▸ **WHAT YOU SHOULD DO**:
State how many lines below hold the word "NavUpdated". Give that number and no other text.

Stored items
>>>

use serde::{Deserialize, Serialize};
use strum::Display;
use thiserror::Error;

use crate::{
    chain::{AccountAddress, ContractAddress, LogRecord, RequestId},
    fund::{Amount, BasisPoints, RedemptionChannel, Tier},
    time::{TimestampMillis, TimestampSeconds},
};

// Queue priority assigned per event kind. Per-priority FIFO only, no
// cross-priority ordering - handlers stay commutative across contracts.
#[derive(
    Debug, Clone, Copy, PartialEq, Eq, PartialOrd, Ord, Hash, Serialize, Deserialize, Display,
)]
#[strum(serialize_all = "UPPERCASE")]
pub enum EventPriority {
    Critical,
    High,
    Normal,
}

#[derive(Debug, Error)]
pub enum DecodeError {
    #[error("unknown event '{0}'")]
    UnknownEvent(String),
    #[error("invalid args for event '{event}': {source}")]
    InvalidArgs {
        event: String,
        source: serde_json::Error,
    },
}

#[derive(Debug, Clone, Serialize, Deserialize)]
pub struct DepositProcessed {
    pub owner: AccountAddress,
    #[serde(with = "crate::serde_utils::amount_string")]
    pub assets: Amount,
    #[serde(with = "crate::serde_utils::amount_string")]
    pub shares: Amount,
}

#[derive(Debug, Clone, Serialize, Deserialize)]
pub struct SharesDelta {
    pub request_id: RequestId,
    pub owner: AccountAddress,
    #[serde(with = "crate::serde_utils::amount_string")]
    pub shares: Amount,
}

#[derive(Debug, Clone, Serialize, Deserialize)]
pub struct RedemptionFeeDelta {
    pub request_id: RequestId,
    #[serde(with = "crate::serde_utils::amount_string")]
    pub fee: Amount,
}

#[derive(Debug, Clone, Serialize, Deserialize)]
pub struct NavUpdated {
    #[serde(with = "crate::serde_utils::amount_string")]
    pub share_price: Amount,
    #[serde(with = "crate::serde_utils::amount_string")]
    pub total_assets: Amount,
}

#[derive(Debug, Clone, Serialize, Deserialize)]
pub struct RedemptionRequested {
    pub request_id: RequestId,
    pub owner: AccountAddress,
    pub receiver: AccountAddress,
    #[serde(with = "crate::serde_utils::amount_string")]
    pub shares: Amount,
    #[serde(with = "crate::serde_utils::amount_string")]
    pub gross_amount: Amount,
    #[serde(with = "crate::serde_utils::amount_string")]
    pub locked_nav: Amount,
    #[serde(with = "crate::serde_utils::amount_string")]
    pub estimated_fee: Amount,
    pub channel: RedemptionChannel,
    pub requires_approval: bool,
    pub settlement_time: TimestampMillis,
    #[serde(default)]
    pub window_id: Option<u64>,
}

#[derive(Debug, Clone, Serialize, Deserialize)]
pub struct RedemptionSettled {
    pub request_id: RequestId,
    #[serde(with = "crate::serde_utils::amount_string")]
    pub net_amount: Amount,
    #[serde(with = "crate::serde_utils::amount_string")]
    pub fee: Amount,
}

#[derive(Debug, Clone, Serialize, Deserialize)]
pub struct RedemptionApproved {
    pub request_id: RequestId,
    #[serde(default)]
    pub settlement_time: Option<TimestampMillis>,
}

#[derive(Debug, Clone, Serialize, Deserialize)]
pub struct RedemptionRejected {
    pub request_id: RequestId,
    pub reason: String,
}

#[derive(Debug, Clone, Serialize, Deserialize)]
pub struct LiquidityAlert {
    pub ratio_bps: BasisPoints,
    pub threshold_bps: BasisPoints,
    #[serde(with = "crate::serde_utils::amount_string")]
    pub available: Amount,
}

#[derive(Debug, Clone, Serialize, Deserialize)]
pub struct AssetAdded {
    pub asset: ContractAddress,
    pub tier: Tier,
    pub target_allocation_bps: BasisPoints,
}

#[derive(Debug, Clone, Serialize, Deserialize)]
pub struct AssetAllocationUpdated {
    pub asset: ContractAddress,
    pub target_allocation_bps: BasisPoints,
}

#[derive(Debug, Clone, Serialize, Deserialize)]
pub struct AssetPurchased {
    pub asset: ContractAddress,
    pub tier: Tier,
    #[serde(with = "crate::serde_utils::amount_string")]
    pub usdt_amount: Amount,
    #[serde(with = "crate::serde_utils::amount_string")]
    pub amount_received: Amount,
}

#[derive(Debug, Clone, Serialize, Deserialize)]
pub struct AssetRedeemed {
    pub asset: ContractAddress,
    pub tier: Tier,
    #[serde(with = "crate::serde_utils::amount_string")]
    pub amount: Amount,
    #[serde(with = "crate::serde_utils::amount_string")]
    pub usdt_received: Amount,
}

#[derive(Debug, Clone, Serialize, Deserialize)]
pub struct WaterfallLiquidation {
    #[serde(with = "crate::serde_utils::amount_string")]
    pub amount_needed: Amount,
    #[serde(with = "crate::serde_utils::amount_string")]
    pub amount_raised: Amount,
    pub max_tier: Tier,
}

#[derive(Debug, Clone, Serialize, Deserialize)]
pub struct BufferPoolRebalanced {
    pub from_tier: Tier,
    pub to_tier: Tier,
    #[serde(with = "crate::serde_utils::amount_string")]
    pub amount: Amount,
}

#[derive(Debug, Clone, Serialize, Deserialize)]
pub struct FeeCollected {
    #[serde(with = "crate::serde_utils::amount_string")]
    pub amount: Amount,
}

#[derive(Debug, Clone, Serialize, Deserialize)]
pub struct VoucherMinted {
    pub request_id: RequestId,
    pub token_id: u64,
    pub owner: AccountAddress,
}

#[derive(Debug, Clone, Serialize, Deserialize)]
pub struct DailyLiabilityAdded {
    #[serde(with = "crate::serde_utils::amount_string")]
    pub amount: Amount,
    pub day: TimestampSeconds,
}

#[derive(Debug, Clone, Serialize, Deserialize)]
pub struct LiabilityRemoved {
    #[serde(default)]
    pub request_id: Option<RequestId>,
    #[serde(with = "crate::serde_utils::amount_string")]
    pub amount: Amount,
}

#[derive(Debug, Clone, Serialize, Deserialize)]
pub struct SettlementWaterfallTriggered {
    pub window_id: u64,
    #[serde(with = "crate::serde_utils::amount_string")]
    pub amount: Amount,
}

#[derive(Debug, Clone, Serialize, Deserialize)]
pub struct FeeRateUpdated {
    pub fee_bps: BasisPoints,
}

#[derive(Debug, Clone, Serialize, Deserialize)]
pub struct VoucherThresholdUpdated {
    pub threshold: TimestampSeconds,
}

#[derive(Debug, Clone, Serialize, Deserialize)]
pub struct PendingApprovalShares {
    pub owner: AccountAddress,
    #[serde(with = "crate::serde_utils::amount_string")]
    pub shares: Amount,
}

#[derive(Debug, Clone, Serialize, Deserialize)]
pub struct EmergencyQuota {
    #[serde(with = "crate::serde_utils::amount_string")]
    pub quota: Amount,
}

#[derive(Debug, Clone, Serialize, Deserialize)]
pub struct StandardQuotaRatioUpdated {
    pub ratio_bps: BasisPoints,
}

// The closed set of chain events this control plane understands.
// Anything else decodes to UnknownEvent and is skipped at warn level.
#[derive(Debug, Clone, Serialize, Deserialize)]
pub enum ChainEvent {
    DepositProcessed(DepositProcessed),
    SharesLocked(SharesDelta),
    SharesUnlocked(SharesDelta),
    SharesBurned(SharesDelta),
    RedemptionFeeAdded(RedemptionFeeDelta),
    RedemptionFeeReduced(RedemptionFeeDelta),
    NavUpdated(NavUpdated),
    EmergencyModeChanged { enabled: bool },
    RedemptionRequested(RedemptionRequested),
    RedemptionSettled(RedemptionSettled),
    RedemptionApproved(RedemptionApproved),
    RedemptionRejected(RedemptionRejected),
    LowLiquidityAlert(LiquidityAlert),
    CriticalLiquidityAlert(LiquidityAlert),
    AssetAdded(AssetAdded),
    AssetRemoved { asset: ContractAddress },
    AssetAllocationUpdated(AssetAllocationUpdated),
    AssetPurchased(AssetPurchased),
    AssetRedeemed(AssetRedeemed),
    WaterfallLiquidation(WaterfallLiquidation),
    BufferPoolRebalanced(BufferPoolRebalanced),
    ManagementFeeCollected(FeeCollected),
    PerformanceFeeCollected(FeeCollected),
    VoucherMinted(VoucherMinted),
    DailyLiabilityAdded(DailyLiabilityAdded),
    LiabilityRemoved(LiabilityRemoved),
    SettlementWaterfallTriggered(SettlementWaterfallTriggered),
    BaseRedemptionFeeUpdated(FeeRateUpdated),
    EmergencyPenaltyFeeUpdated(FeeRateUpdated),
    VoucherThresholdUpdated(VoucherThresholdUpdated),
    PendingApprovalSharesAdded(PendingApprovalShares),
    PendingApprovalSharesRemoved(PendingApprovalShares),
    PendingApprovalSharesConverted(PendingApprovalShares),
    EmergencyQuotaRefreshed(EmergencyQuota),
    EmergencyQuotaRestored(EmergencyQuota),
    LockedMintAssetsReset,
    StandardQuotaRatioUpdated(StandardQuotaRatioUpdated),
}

<<<

▸ **ANSWER TO THIS EXERCISE**:
2